Post-training by Nebius Token Factory: The missing layer between MVP and production
December 9, 2025
10 mins to read
Train large open-source models across multi-node clusters, distill them into fast students, enforce structured outputs and deploy instantly to dedicated, zero-retention endpoints.
This is how modern teams turn usage data into better models, without building an ML infra team.
“Post-training with Nebius Token Factory let us match the SWE performance of closed-source giants — in a fully private environment”
Now, let’s look at why post-training has become the critical layer between a minimum viable product and production, and how Nebius Token Factory makes it simple, scalable and practical for real applications.
Since the start of the generative AI wave, application teams have been shipping products on top of base foundation models, without significant optimizations. That made sense in POCs and demos. In the real world, at scale, unit economics and latency matter.
Now, at the end of 2025, the gap between base models and production workloads is widening. Every user interaction generates data that encodes product-specific intelligence — how your users write, search, code or talk. That data is a latent optimization signal, and ignoring it means leaving performance, efficiency and differentiation on the table.
We’ve seen this shift firsthand. The most performant GenAI apps today, from code assistants serving 1,000 tokens per second to enterprise copilots, are not powered by off-the-shelf models. They’re powered by post-trained ones: distilled, spec-decoded and quantized to real user behavior.

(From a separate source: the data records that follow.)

//! Flattens an authored scenario into an arena of addressable nodes.
//!
//! Each run compiles its own arena, so node ids are plain indices and can
//! never collide with a previous run's ids.
use crate::data::{ChoiceTarget, Scenario};
use crate::error::EngineError;
use crate::validate::{ContentError, validate_scenario};
use log::debug;
use serde::{Deserialize, Serialize};
use smallvec::SmallVec;
use std::collections::BTreeMap;
use std::fmt;

/// Index of a node inside one run's arena.
#[derive(Debug, Clone, Copy, PartialEq, Eq, Hash, PartialOrd, Ord, Serialize, Deserialize)]
#[serde(transparent)]
pub struct NodeId(pub usize);

impl fmt::Display for NodeId {
    fn fmt(&self, f: &mut fmt::Formatter<'_>) -> fmt::Result {
        write!(f, "{}", self.0)
    }
}

/// Stable identity of an option within its node, independent of display order.
#[derive(Debug, Clone, Copy, PartialEq, Eq, Hash, PartialOrd, Ord, Serialize, Deserialize)]
#[serde(transparent)]
pub struct OptionId(pub usize);

impl fmt::Display for OptionId {
    fn fmt(&self, f: &mut fmt::Formatter<'_>) -> fmt::Result {
        write!(f, "{}", self.0)
    }
}

/// Tone of an option's feedback, derived from its score delta.
#[derive(Debug, Clone, Copy, PartialEq, Eq, Hash, Serialize, Deserialize)]
#[serde(rename_all = "lowercase")]
pub enum FeedbackType {
    Positive,
    Neutral,
    Negative,
}

impl FeedbackType {
    #[must_use]
    pub const fn from_delta(delta: i32) -> Self {
        if delta > 0 {
            Self::Positive
        } else if delta < 0 {
            Self::Negative
        } else {
            Self::Neutral
        }
    }
}

/// Where an option leads.
#[derive(Debug, Clone, Copy, PartialEq, Eq, Serialize, Deserialize)]
#[serde(rename_all = "snake_case", tag = "kind", content = "node")]
pub enum OptionTarget {
    Node(NodeId),
    /// Leave the run and return to the lineup menu.
    Home,
}

#[derive(Debug, Clone, PartialEq, Eq, Serialize, Deserialize)]
pub struct RuntimeOption {
    pub id: OptionId,
    pub text: String,
    pub delta: i32,
    pub feedback: String,
    pub feedback_type: FeedbackType,
    pub target: OptionTarget,
}

pub type Options = SmallVec<[RuntimeOption; 4]>;

#[derive(Debug, Clone, PartialEq, Eq, Serialize, Deserialize)]
pub struct StepNode {
    pub id: NodeId,
    pub key: String,
    pub text: String,
    pub options: Options,
}

#[derive(Debug, Clone, PartialEq, Eq, Serialize, Deserialize)]
pub struct EndingNode {
    pub id: NodeId,
    pub key: String,
    pub title: String,
    pub text: String,
    pub options: Options,
}

/// A compiled node: either a presented step or a terminal ending.
#[derive(Debug, Clone, PartialEq, Eq, Serialize, Deserialize)]
#[serde(rename_all = "snake_case", tag = "kind")]
pub enum RuntimeNode {
    Step(StepNode),
    Ending(EndingNode),
}

impl RuntimeNode {
    #[must_use]
    pub const fn id(&self) -> NodeId {
        match self {
            Self::Step(step) => step.id,
            Self::Ending(ending) => ending.id,
        }
    }

    #[must_use]
    pub fn key(&self) -> &str {
        match self {
            Self::Step(step) => &step.key,
            Self::Ending(ending) => &ending.key,
        }
    }

    #[must_use]
    pub fn options(&self) -> &[RuntimeOption] {
        match self {
            Self::Step(step) => &step.options,
            Self::Ending(ending) => &ending.options,
        }
    }

    #[must_use]
    pub fn option(&self, id: OptionId) -> Option<&RuntimeOption> {
        self.options().iter().find(|option| option.id == id)
    }

    #[must_use]
    pub const fn is_terminal(&self) -> bool {
        matches!(self, Self::Ending(_))
    }
}

/// The arena for one run.
#[derive(Debug, Clone, PartialEq, Eq, Serialize, Deserialize)]
pub struct CompiledScenario {
    pub scenario_id: String,
    pub title: String,
    pub start: NodeId,
    nodes: Vec<RuntimeNode>,
    step_ids: BTreeMap<String, NodeId>,
    ending_ids: BTreeMap<String, NodeId>,
}

impl CompiledScenario {
    #[must_use]
    pub fn node(&self, id: NodeId) -> Option<&RuntimeNode> {
        self.nodes.get(id.0)
    }

    #[must_use]
    pub fn step_id(&self, key: &str) -> Option<NodeId> {
        self.step_ids.get(key).copied()
    }

    #[must_use]
    pub fn ending_id(&self, key: &str) -> Option<NodeId> {
        self.ending_ids.get(key).copied()
    }

    pub fn nodes(&self) -> impl Iterator<Item = &RuntimeNode> {
        self.nodes.iter()
    }

    #[must_use]
    pub fn len(&self) -> usize {
        self.nodes.len()
    }

    #[must_use]
    pub fn is_empty(&self) -> bool {
        self.nodes.is_empty()
    }
}

/// Validate and flatten a scenario.
///
/// Steps get ids first in key order, then endings in key order.
///
/// # Errors
///
/// Returns `EngineError::InvalidContent` if the scenario fails validation.
pub fn compile(scenario: &Scenario, play_again_label: &str) -> Result<CompiledScenario, EngineError> {
    let warnings = validate_scenario(scenario).into_result()?;
    for warning in &warnings {
        debug!("content warning: {warning}");
    }

    let step_ids: BTreeMap<String, NodeId> = scenario
        .steps
        .keys()
        .enumerate()
        .map(|(idx, key)| (key.clone(), NodeId(idx)))
        .collect();
    let offset = step_ids.len();
    let ending_ids: BTreeMap<String, NodeId> = scenario
        .endings
        .keys()
        .enumerate()
        .map(|(idx, key)| (key.clone(), NodeId(offset + idx)))
        .collect();

    let mut nodes = Vec::with_capacity(step_ids.len() + ending_ids.len());
    for (key, step) in &scenario.steps {
        let mut options = Options::new();
        for (idx, (choice_key, choice)) in step.choices.iter().enumerate() {
            let target = match choice.target() {
                Some(ChoiceTarget::Step(next)) => step_ids.get(next),
                Some(ChoiceTarget::Ending(ending)) => ending_ids.get(ending),
                None => None,
            };
            let Some(target) = target.copied() else {
                return Err(EngineError::InvalidContent(vec![ContentError::MissingTarget {
                    scenario: scenario.id.clone(),
                    step: key.clone(),
                    choice: choice_key.clone(),
                }]));
            };
            options.push(RuntimeOption {
                id: OptionId(idx),
                text: choice.text.clone(),
                delta: choice.score,
                feedback: choice.feedback.clone(),
                feedback_type: FeedbackType::from_delta(choice.score),
                target: OptionTarget::Node(target),
            });
        }
        nodes.push(RuntimeNode::Step(StepNode {
            id: step_ids[key],
            key: key.clone(),
            text: step.text.clone(),
            options,
        }));
    }
    for (key, ending) in &scenario.endings {
        let mut options = Options::new();
        options.push(RuntimeOption {
            id: OptionId(0),
            text: play_again_label.to_string(),
            delta: 0,
            feedback: String::new(),
            feedback_type: FeedbackType::Neutral,
            target: OptionTarget::Home,
        });
        nodes.push(RuntimeNode::Ending(EndingNode {
            id: ending_ids[key],
            key: key.clone(),
            title: ending.title.clone(),
            text: ending.text.clone(),
            options,
        }));
    }

    let start = step_ids[&scenario.start];
    debug!(
        "compiled scenario '{}' into {} nodes (start {start})",
        scenario.id,
        nodes.len()
    );
    Ok(CompiledScenario {
        scenario_id: scenario.id.clone(),
        title: scenario.title.clone(),
        start,
        nodes,
        step_ids,
        ending_ids,
    })
}
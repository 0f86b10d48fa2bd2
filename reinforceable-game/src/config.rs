//! Per-deployment mission configuration.
use crate::constants::{DEFAULT_PLAY_AGAIN_LABEL, DEFAULT_SCORE_STEP, MAX_SCORE_STEP};
use crate::error::ConfigError;
use crate::lineup::LineupPlan;
use crate::result::TierConfig;
use serde::{Deserialize, Serialize};

#[derive(Debug, Clone, PartialEq, Eq, Serialize, Deserialize)]
pub struct MissionConfig {
    /// Added to `max_possible` for every scored decision.
    #[serde(default = "MissionConfig::default_score_step")]
    pub score_step: i32,
    #[serde(default)]
    pub tiers: TierConfig,
    #[serde(default)]
    pub lineup: LineupPlan,
    #[serde(default = "MissionConfig::default_play_again_label")]
    pub play_again_label: String,
}

impl MissionConfig {
    const fn default_score_step() -> i32 {
        DEFAULT_SCORE_STEP
    }

    fn default_play_again_label() -> String {
        DEFAULT_PLAY_AGAIN_LABEL.to_string()
    }

    /// Parse and validate a configuration document.
    ///
    /// # Errors
    ///
    /// Returns an error if the JSON is malformed or fails validation.
    pub fn from_json(json: &str) -> Result<Self, ConfigError> {
        let cfg: Self = serde_json::from_str(json)?;
        cfg.validate()?;
        Ok(cfg)
    }

    /// # Errors
    ///
    /// Returns an error when the score step is outside `1..=100` or tiers are
    /// invalid.
    pub fn validate(&self) -> Result<(), ConfigError> {
        if !(1..=MAX_SCORE_STEP).contains(&self.score_step) {
            return Err(ConfigError::RangeViolation {
                field: "score_step",
                min: 1,
                max: i64::from(MAX_SCORE_STEP),
                value: i64::from(self.score_step),
            });
        }
        self.tiers.validate()
    }
}

impl Default for MissionConfig {
    fn default() -> Self {
        Self {
            score_step: Self::default_score_step(),
            tiers: TierConfig::default(),
            lineup: LineupPlan::default(),
            play_again_label: Self::default_play_again_label(),
        }
    }
}

#[cfg(test)]
mod tests {
    use super::*;

    #[test]
    fn empty_document_is_default() {
        let cfg = MissionConfig::from_json("{}").unwrap();
        assert_eq!(cfg, MissionConfig::default());
        assert_eq!(cfg.score_step, 10);
        assert_eq!(cfg.lineup.draws.len(), 3);
    }

    #[test]
    fn overrides_are_applied() {
        let cfg = MissionConfig::from_json(
            r#"{
                "score_step": 5,
                "tiers": { "high_threshold": 90, "high_message": "Stellar!" },
                "lineup": { "draws": [ { "category": "crisis", "count": 2 } ] },
                "play_again_label": "Try another"
            }"#,
        )
        .unwrap();
        assert_eq!(cfg.score_step, 5);
        assert_eq!(cfg.tiers.high_threshold, 90);
        assert_eq!(cfg.tiers.high_message, "Stellar!");
        assert_eq!(cfg.tiers.medium_threshold, 50);
        assert_eq!(cfg.lineup.draws[0].category, "crisis");
        assert_eq!(cfg.play_again_label, "Try another");
    }

    #[test]
    fn rejects_bad_values() {
        assert!(matches!(
            MissionConfig::from_json(r#"{"score_step": 0}"#),
            Err(ConfigError::RangeViolation { field: "score_step", .. })
        ));
        assert!(matches!(
            MissionConfig::from_json(r#"{"score_step": 101}"#),
            Err(ConfigError::RangeViolation { field: "score_step", max: 100, .. })
        ));
        assert!(matches!(
            MissionConfig::from_json(r#"{"score_step": 2147483647}"#),
            Err(ConfigError::RangeViolation { field: "score_step", .. })
        ));
        assert_eq!(
            MissionConfig::from_json(r#"{"score_step": 100}"#)
                .unwrap()
                .score_step,
            100
        );
        assert!(matches!(
            MissionConfig::from_json(r#"{"tiers": {"high_threshold": 40}}"#),
            Err(ConfigError::ThresholdOrder { .. })
        ));
        assert!(matches!(
            MissionConfig::from_json("not json"),
            Err(ConfigError::Json(_))
        ));
    }
}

Post-training is becoming an essential deployment step.
The challenge is that post-training isn’t simple. Each technique — LoRA, quantization, RFT, speculative decoding — carries its own orchestration logic, deep domain expertise and hardware quirks. Doing it well used to mean hiring a team of senior ML engineers and running idle GPU clusters.
The post-training roadmap by Nebius Token Factory changes that.
Today, we’re introducing our roadmap for a new service that lets teams move from raw production data to optimized, deployed models in a single, integrated workflow — without building their own training infrastructure.
Post-training enables you to utilize Token Factory production data–chat transcripts, logs and feedback streams for training. This turns every user interaction into a continuous optimization signal for your model.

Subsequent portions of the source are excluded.